Fest steht: Fasten ist eine Investition in unsere Gesundheit und verzögert on top den Alterungsprozess. Die Expertin bestätigt: „Beim Fasten schalten die Körperzellen in den Protected Mode. Es wird repariert, eliminiert, recycelt und allmählich verjüngt. Im Gegenzug gilt: „Wer isst, altert, denn der Stoffwechsel funktioniert hochtourig.“ Das klingt provokant, stützt aber die Theorie der Forschung, dass das Altern des Menschen mit der Alterung der Zellorgane, der Mitochondrien einhergeht. „Sie sind unsere Kraftwerke und produzieren aus Glukose, Nährstoffe und Sauerstoff Energie. Beim Fasten werden alte Mitochondrien erst abgebaut und dann vermehrt neu aufgebaut. Das fördert die Zellregeneration und führt zum Energieboost“, so Dr. Wilhelmi de Toledo. Nach den ersten Fastentagen verspürt man häufig eine unbändige Lebenskraft. Ein Indiz dafür, dass sich der Körper gerade von innen erneuert.

Perspektivenwechsel

Neben den körperlichen Benefits trägt das Fasten ebenfalls zur „seelischen Hygiene“ bei, wie es Otto Buchinger (1878-1966), der Gründer der Fastenklinik, schriftlich festhielt. „Bei uns können die Gäste ihre oberflächliche Identität ablegen und sich auch ihren Schwächen widmen. Eine gute Zeit für eine Bestandsaufnahme“, so die Fastenkoryphäe. Wandern, Yoga, Shiatsu-Massagen, Lesungen und Konzerte helfen heute dabei. „Das ganzheitliche Fastenprogramm führt möglicherweise dazu, dass Gäste und Patienten positive Effekte des Fastens erleben, die sie gar nicht erwartet hätten“, sagt Françoise Wilhelmi de Toledo. Ohne Zeitdruck, mit medizinischer Umsorgung gelingt der Bewusstseinsprozess problemlos. Die Klarheit kommt von allein oder wird durch Meditation gefördert. Die mentale Aktivität abzuschalten, zeigt eine ähnliche Dynamik wie der temporäre Verzicht auf feste Nahrung. Beides gleicht einem Reset. „Fasten ist eine Übung, eine Herausforderung an Körper, Geist und Seele, wodurch wir über uns hinauswachsen. Es ist beeindruckend, wie viel Regenerationspotenzial ein Mensch in sich birgt“, so die Expertin.
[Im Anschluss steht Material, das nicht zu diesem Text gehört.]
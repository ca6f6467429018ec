use std::collections::HashSet;

use async_trait::async_trait;
use futures::StreamExt;
use serde::Serialize;
use tokio::sync::broadcast;
use tokio_util::sync::CancellationToken;
use tracing::{debug, info, warn};
use uuid::Uuid;

use crate::artifact::{ArtifactPayload, parse_artifact};
use crate::error::ChatError;
use crate::session::{Artifact, Role, SessionId};
use crate::store::ConversationStore;
use crate::stripper::{ArtifactStripper, Stripped};
use crate::transport::{ChatRequest, ChunkStream};

const EVENT_CAPACITY: usize = 256;

/// Opens the response stream for one exchange.
#[async_trait]
pub trait ChatBackend: Send + Sync {
    async fn open_stream(&self, request: &ChatRequest) -> Result<ChunkStream, ChatError>;
}

#[derive(Debug, Clone, PartialEq, Serialize)]
#[serde(tag = "type", rename_all = "snake_case")]
pub enum ExchangeEvent {
    Started { session_id: SessionId, message_id: Uuid },
    Delta { message_id: Uuid, text: String },
    Artifact { artifact: Artifact },
    Completed { message_id: Uuid, completed: bool },
    Failed { message_id: Uuid, error: String },
}

#[derive(Debug, Clone, PartialEq, Eq)]
pub struct ExchangeSummary {
    pub session_id: SessionId,
    pub user_message_id: Uuid,
    pub assistant_message_id: Uuid,
    pub artifacts_added: usize,
    /// False when the stream ended without a `done` record.
    pub completed: bool,
}

#[derive(Debug, Clone, Copy)]
enum ArtifactSource {
    Server,
    Markup,
}

/// State owned by one in-flight exchange.
struct Exchange {
    message_id: Uuid,
    stripper: ArtifactStripper,
    added: usize,
    // Whitespace-normalized code of every artifact kept so far.
    seen: HashSet<String>,
    completed: bool,
}

impl Exchange {
    fn new(message_id: Uuid) -> Self {
        Self { message_id, stripper: ArtifactStripper::new(), added: 0, seen: HashSet::new(), completed: false }
    }

    /// An artifact is kept once per exchange, from whichever source reports its code first.
    fn admit(&mut self, payload: &ArtifactPayload) -> bool {
        let key = payload.code.split_whitespace().collect::<Vec<_>>().join(" ");
        if !self.seen.insert(key) {
            return false;
        }
        self.added += 1;
        true
    }
}

pub fn with_language_hint(language: Option<&str>, text: &str) -> String {
    match language {
        Some(lang) if !lang.trim().is_empty() => format!("(language: {}) {text}", lang.trim()),
        _ => text.to_string(),
    }
}

pub struct ChatOrchestrator<B: ChatBackend> {
    backend: B,
    store: ConversationStore,
    events: broadcast::Sender<ExchangeEvent>,
}

impl<B: ChatBackend> ChatOrchestrator<B> {
    pub fn new(backend: B, store: ConversationStore) -> Self {
        let (events, _) = broadcast::channel(EVENT_CAPACITY);
        Self { backend, store, events }
    }

    pub fn store(&self) -> &ConversationStore {
        &self.store
    }

    pub fn subscribe(&self) -> broadcast::Receiver<ExchangeEvent> {
        self.events.subscribe()
    }

    pub async fn clear_conversation(&self) {
        self.store.clear().await;
    }

    pub async fn send(&self, user_text: &str) -> Result<ExchangeSummary, ChatError> {
        self.send_with_cancel(user_text, CancellationToken::new()).await
    }

    /// Runs one request/response cycle. Partial assistant text survives failures and
    /// cancellation; the failure itself goes to the caller and `last_error`.
    pub async fn send_with_cancel(&self, user_text: &str, cancel: CancellationToken) -> Result<ExchangeSummary, ChatError> {
        if self.store.is_busy().await {
            warn!("send while another exchange is in flight");
        }
        let session_id = self.store.begin_session().await;
        let language = self.store.selected_language().await;
        let content = with_language_hint(language.as_deref(), user_text);

        let user = self.store.append_message(Role::User, content.clone()).await;
        let reply = self.store.append_message(Role::Assistant, "").await;
        self.store.set_last_error(None).await;
        self.store.set_in_flight(true, true).await;
        metrics::counter!("artifact_chat_exchanges_total").increment(1);
        self.emit(ExchangeEvent::Started { session_id, message_id: reply.id });

        let request = ChatRequest {
            message: content,
            session_id,
            conversation_history: self.store.history().await,
        };

        let mut exchange = Exchange::new(reply.id);
        let outcome = self.drive(&request, &mut exchange, &cancel).await;
        self.store.set_in_flight(false, false).await;

        match outcome {
            Ok(()) => {
                info!(%session_id, artifacts = exchange.added, completed = exchange.completed, "exchange finished");
                self.emit(ExchangeEvent::Completed { message_id: reply.id, completed: exchange.completed });
                Ok(ExchangeSummary {
                    session_id,
                    user_message_id: user.id,
                    assistant_message_id: reply.id,
                    artifacts_added: exchange.added,
                    completed: exchange.completed,
                })
            }
            Err(e) => {
                warn!(%session_id, error = %e, "exchange failed");
                self.store.set_last_error(Some(e.to_string())).await;
                self.emit(ExchangeEvent::Failed { message_id: reply.id, error: e.to_string() });
                Err(e)
            }
        }
    }

    /// Pumps the stream. The stripper is finished on every outcome, so held-back prose
    /// is never lost from the kept answer.
    async fn drive(&self, request: &ChatRequest, exchange: &mut Exchange, cancel: &CancellationToken) -> Result<(), ChatError> {
        let outcome = self.pump(request, exchange, cancel).await;
        let tail = exchange.stripper.finish();
        self.apply(exchange, tail).await;
        outcome
    }

    async fn pump(&self, request: &ChatRequest, exchange: &mut Exchange, cancel: &CancellationToken) -> Result<(), ChatError> {
        let mut stream = tokio::select! {
            _ = cancel.cancelled() => return Err(ChatError::Cancelled),
            opened = self.backend.open_stream(request) => opened?,
        };

        loop {
            let next = tokio::select! {
                _ = cancel.cancelled() => return Err(ChatError::Cancelled),
                next = stream.next() => next,
            };
            let Some(item) = next else { break };
            let chunk = item?;

            if let Some(error) = chunk.error_message() {
                return Err(ChatError::StreamFailed(error.to_string()));
            }
            if !chunk.delta.is_empty() {
                let stripped = exchange.stripper.process(&chunk.delta);
                self.apply(exchange, stripped).await;
            }
            if let Some(payload) = chunk.artifact() {
                self.offer(exchange, ArtifactSource::Server, payload).await;
            }
            if chunk.done {
                exchange.completed = true;
                break;
            }
        }
        Ok(())
    }

    async fn apply(&self, exchange: &mut Exchange, stripped: Stripped) {
        if !stripped.visible.is_empty() {
            self.store.append_delta(exchange.message_id, &stripped.visible).await;
            self.emit(ExchangeEvent::Delta { message_id: exchange.message_id, text: stripped.visible });
        }
        for block in stripped.blocks {
            match parse_artifact(&block) {
                Ok(payload) => self.offer(exchange, ArtifactSource::Markup, payload).await,
                Err(e) => debug!(error = %e, "discarding artifact block"),
            }
        }
    }

    async fn offer(&self, exchange: &mut Exchange, source: ArtifactSource, payload: ArtifactPayload) {
        if !exchange.admit(&payload) {
            debug!(?source, title = %payload.title, "artifact with the same code already kept");
            return;
        }
        let artifact = payload.into_artifact();
        metrics::counter!("artifact_chat_artifacts_total").increment(1);
        self.store.add_artifact(artifact.clone()).await;
        self.emit(ExchangeEvent::Artifact { artifact });
    }

    fn emit(&self, event: ExchangeEvent) {
        // No subscribers is fine.
        let _ = self.events.send(event);
    }
}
Nahrungspausen sind GESUND und effektiv wie immer MEHR Studien beweisen…

Entwickelt wurde die Methode des Heilfastens 1920 von Otto Buchinger, einem deutschen Arzt und Philosophen, der 1953 die Klinik in Überlingen am Bodensee gründete. Heute wird sie in vierter Generation geführt und bietet Fastenprogramme von 10 („Compact“) bis 28 Nächten („Classic Royal“) an. Die Einteilung in Entlastungs-, Fasten- und Aufbautage variiert je nach Aufenthaltszeit. Medizinisches Heilfasten dient zur gesundheitlichen Prävention, zeigt aber auch positive Wirkungen bei vorhandenen Erkrankungen wie Allergien, Bluthochdruck, Diabetes Typ 2, Arthritis, bei chronischem Stress und Adipositas.